Study material:
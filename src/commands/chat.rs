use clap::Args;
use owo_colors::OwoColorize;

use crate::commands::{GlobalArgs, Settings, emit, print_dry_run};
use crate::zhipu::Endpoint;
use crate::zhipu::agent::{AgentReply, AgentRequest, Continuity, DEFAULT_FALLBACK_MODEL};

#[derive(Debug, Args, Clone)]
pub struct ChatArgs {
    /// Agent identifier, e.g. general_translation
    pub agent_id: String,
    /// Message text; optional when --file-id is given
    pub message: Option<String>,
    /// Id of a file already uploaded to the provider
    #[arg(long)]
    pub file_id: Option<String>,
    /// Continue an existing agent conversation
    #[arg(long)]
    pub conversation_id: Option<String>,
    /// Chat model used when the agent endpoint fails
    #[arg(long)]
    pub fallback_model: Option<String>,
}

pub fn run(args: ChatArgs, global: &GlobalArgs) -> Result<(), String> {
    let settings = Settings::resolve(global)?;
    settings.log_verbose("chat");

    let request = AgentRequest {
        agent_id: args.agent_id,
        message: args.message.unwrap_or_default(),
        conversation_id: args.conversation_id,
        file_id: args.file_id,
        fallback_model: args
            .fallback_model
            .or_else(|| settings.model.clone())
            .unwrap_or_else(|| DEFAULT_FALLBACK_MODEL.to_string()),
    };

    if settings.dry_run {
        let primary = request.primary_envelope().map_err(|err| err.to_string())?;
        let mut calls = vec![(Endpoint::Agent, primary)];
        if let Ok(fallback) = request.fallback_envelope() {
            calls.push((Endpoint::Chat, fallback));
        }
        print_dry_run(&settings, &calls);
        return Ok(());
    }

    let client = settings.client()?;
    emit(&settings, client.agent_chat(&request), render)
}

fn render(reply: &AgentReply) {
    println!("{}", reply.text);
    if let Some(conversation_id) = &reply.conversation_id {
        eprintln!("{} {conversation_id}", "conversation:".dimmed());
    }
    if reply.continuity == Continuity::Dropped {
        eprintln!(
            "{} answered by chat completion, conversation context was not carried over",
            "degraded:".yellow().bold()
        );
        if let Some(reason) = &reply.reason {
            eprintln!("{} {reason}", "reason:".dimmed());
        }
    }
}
---
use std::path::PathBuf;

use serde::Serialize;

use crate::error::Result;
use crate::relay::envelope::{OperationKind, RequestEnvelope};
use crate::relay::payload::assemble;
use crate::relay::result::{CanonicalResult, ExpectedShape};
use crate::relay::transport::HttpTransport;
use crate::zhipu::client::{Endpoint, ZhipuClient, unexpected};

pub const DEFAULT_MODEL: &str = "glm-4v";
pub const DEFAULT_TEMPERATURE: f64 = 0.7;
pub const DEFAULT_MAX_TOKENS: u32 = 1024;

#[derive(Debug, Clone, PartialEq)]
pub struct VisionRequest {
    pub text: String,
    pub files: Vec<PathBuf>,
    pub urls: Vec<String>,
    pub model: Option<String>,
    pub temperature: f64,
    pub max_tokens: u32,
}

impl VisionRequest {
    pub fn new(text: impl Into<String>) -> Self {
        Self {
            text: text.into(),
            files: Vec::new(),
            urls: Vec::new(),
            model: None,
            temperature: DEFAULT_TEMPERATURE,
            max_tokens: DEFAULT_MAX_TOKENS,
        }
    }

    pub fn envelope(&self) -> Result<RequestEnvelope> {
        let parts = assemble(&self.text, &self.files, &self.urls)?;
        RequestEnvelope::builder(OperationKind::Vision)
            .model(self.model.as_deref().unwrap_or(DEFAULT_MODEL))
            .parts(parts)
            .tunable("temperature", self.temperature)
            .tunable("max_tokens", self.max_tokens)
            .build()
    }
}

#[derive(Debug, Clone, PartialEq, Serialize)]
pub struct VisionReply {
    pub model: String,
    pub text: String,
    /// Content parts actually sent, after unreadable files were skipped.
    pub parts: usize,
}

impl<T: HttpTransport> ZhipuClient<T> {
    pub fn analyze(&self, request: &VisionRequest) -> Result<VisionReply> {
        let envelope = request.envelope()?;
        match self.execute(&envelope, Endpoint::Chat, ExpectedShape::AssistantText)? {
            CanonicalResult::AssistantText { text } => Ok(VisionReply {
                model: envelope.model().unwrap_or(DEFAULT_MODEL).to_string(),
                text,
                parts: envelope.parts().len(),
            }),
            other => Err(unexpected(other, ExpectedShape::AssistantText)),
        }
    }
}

Required action: For every line in the listing above that contains "derive", copy that line.

Result for this task:
#[derive(Debug, Args, Clone)]
#[derive(Debug, Clone, PartialEq)]
#[derive(Debug, Clone, PartialEq, Serialize)]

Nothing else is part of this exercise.